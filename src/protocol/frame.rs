//! Frame struct with typed accessors.
//!
//! Represents a complete protocol frame with header and payload.
//! Uses `bytes::Bytes` for zero-copy payload sharing.
//!
//! # Example
//!
//! ```
//! use streamwire::protocol::{Frame, FrameType};
//! use bytes::Bytes;
//! use uuid::Uuid;
//!
//! let id = Uuid::new_v4();
//! let frame = Frame::new(FrameType::Request, id, Bytes::from_static(b"hello"), true);
//!
//! let bytes = frame.encode();
//! let decoded = Frame::decode(&bytes, 4096).unwrap();
//! assert_eq!(decoded.id(), id);
//! assert_eq!(decoded.payload(), b"hello");
//! ```

use bytes::{BufMut, Bytes, BytesMut};
use uuid::Uuid;

use super::wire_format::{FrameHeader, FrameType, HEADER_SIZE};
use crate::error::{Result, StreamwireError};

/// A complete protocol frame.
#[derive(Debug, Clone, PartialEq, Eq)]
pub struct Frame {
    /// Decoded header.
    pub header: FrameHeader,
    /// Payload bytes (zero-copy via `bytes::Bytes`).
    pub payload: Bytes,
}

impl Frame {
    /// Create a frame, deriving the header length from the payload.
    pub fn new(frame_type: FrameType, id: Uuid, payload: Bytes, end: bool) -> Self {
        let header = FrameHeader::new(frame_type, id, payload.len() as u32, end);
        Self { header, payload }
    }

    /// Assemble a frame from an already decoded header.
    pub(crate) fn from_header(header: FrameHeader, payload: Bytes) -> Self {
        Self { header, payload }
    }

    /// Get a reference to the payload bytes.
    #[inline]
    pub fn payload(&self) -> &[u8] {
        &self.payload
    }

    /// Get the payload length.
    #[inline]
    pub fn payload_len(&self) -> usize {
        self.payload.len()
    }

    /// Get the frame type.
    #[inline]
    pub fn frame_type(&self) -> FrameType {
        self.header.frame_type
    }

    /// Get the correlation id.
    #[inline]
    pub fn id(&self) -> Uuid {
        self.header.id
    }

    /// Check if this is the last fragment for its id.
    #[inline]
    pub fn is_end(&self) -> bool {
        self.header.end
    }

    /// Encoded size on the wire (header + payload).
    #[inline]
    pub fn wire_size(&self) -> usize {
        HEADER_SIZE + self.payload.len()
    }

    /// Encode the frame into a contiguous buffer.
    pub fn encode(&self) -> Bytes {
        let mut buf = BytesMut::with_capacity(self.wire_size());
        buf.put_slice(&self.header.encode());
        buf.put_slice(&self.payload);
        buf.freeze()
    }

    /// Decode exactly one frame from `buf`.
    ///
    /// The buffer must hold the header followed by exactly `payload_length`
    /// bytes. Use [`FrameBuffer`](super::FrameBuffer) for byte streams.
    pub fn decode(buf: &[u8], max_frame_size: u32) -> Result<Self> {
        let header = FrameHeader::decode(buf)?;
        header.validate(max_frame_size)?;

        let available = buf.len() - HEADER_SIZE;
        if available != header.payload_length as usize {
            return Err(StreamwireError::MalformedFrame(format!(
                "Declared payload length {} but {} bytes available",
                header.payload_length, available
            )));
        }

        Ok(Self {
            header,
            payload: Bytes::copy_from_slice(&buf[HEADER_SIZE..]),
        })
    }
}

#[cfg(test)]
mod tests {
    use super::*;
    use crate::protocol::DEFAULT_MAX_FRAME_SIZE;

    #[test]
    fn test_frame_creation() {
        let id = Uuid::new_v4();
        let frame = Frame::new(FrameType::Response, id, Bytes::from_static(b"hello"), false);

        assert_eq!(frame.frame_type(), FrameType::Response);
        assert_eq!(frame.id(), id);
        assert_eq!(frame.payload(), b"hello");
        assert_eq!(frame.header.payload_length, 5);
        assert!(!frame.is_end());
    }

    #[test]
    fn test_encode_decode_exact_inverse() {
        let frame = Frame::new(FrameType::Stream, Uuid::new_v4(), Bytes::from_static(b"abc"), true);
        let bytes = frame.encode();
        assert_eq!(bytes.len(), HEADER_SIZE + 3);
        assert_eq!(Frame::decode(&bytes, DEFAULT_MAX_FRAME_SIZE).unwrap(), frame);
    }

    #[test]
    fn test_empty_payload() {
        let frame = Frame::new(FrameType::Stream, Uuid::nil(), Bytes::new(), true);
        let bytes = frame.encode();
        assert_eq!(bytes.len(), HEADER_SIZE);

        let decoded = Frame::decode(&bytes, DEFAULT_MAX_FRAME_SIZE).unwrap();
        assert_eq!(decoded.payload_len(), 0);
        assert!(decoded.is_end());
    }

    #[test]
    fn test_decode_truncated_payload() {
        let frame = Frame::new(FrameType::Request, Uuid::nil(), Bytes::from_static(b"hello"), true);
        let bytes = frame.encode();

        let err = Frame::decode(&bytes[..bytes.len() - 1], DEFAULT_MAX_FRAME_SIZE).unwrap_err();
        assert!(matches!(err, StreamwireError::MalformedFrame(_)));
    }

    #[test]
    fn test_decode_trailing_bytes() {
        let frame = Frame::new(FrameType::Request, Uuid::nil(), Bytes::from_static(b"hi"), true);
        let mut bytes = frame.encode().to_vec();
        bytes.push(0);

        assert!(Frame::decode(&bytes, DEFAULT_MAX_FRAME_SIZE).is_err());
    }

    #[test]
    fn test_decode_oversized() {
        let frame = Frame::new(FrameType::Stream, Uuid::nil(), Bytes::from(vec![1u8; 10]), true);
        let err = Frame::decode(&frame.encode(), 8).unwrap_err();
        assert!(err.to_string().contains("exceeds maximum"));
    }

    #[test]
    fn test_payload_zero_copy() {
        let original = Bytes::from_static(b"test data");
        let frame = Frame::new(FrameType::Stream, Uuid::nil(), original.clone(), false);
        assert_eq!(frame.payload.as_ptr(), original.as_ptr());
    }
}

#####

- [THE TASK] From the data above, copy each line that has the string "original".

- [REPLY TO THE TASK]
        let original = Bytes::from_static(b"test data");
        let frame = Frame::new(FrameType::Stream, Uuid::nil(), original.clone(), false);
        assert_eq!(frame.payload.as_ptr(), original.as_ptr());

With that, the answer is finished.